Saved data entries:
#[derive(Clone, Debug)]
pub struct VideoRequest {
    pub model: String,
    pub prompt: String,
    /// Optional first frame.
    pub image: Option<Artifact>,
    pub aspect_ratio: String,
    pub resolution: String,
}

impl VideoRequest {
    pub fn new(model: impl Into<String>, prompt: impl Into<String>) -> Self {
        Self {
            model: model.into(),
            prompt: prompt.into(),
            image: None,
            aspect_ratio: "16:9".to_string(),
            resolution: "720p".to_string(),
        }
    }

    /// Cache key: `model:<first frame hash>:{"prompt","aspectRatio"}`. A job
    /// without a first frame contributes an empty hash.
    pub fn fingerprint(&self) -> String {
        let frame = self
            .image
            .as_ref()
            .filter(|a| !a.is_empty())
            .map(|a| sha256_hex(a.to_base64()))
            .unwrap_or_default();
        let config = serde_json::json!({ "prompt": self.prompt, "aspectRatio": self.aspect_ratio });
        sha256_hex(format!("{}:{}:{}", self.model, frame, config))
    }
}

/// Server-side operation handle, reduced to what the state machine reads.
#[derive(Clone, Debug, Default, PartialEq)]
pub struct VideoOperation {
    pub name: String,
    pub done: bool,
    pub uri: Option<String>,
    pub error: Option<String>,
}

impl From<api::Operation> for VideoOperation {
    fn from(op: api::Operation) -> Self {
        let uri = op.video_uri();
        let error = op.error.map(|e| match (e.code, e.message) {
            (Some(code), Some(msg)) => format!("{code}: {msg}"),
            (None, Some(msg)) => msg,
            (Some(code), None) => format!("operation failed with code {code}"),
            (None, None) => "operation failed".to_string(),
        });
        Self {
            name: op.name,
            done: op.done,
            uri,
            error,
        }
    }
}

#[derive(Clone, Copy, Debug, PartialEq)]
pub struct PollPolicy {
    pub interval: Duration,
    /// Multiplier applied after every poll.
    pub backoff: f64,
    pub max_interval: Duration,
    pub max_attempts: u32,
}

impl Default for PollPolicy {
    fn default() -> Self {
        Self {
            interval: Duration::from_secs(10),
            backoff: 1.5,
            max_interval: Duration::from_secs(60),
            max_attempts: 60,
        }
    }
}

impl PollPolicy {
    pub fn from_settings(settings: &EditorSettings) -> Self {
        Self {
            interval: Duration::from_secs(settings.video_poll_interval_secs.max(1)),
            max_attempts: settings.video_max_polls.max(1),
            ..Self::default()
        }
    }

    pub fn next_interval(&self, current: Duration) -> Duration {
        current.mul_f64(self.backoff.max(1.0)).min(self.max_interval.max(self.interval))
    }
}

#[derive(Clone, Debug, PartialEq)]
pub enum PollState {
    Pending,
    Polling { attempt: u32, interval: Duration },
    Done { uri: String },
    Failed { message: String },
    Cancelled,
    TimedOut { attempts: u32 },
}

REQUIRED WORK:
Where the word "error" occurs in a line of the records, copy that line.

WORKED SOLUTION:
    pub error: Option<String>,
        let error = op.error.map(|e| match (e.code, e.message) {
            error,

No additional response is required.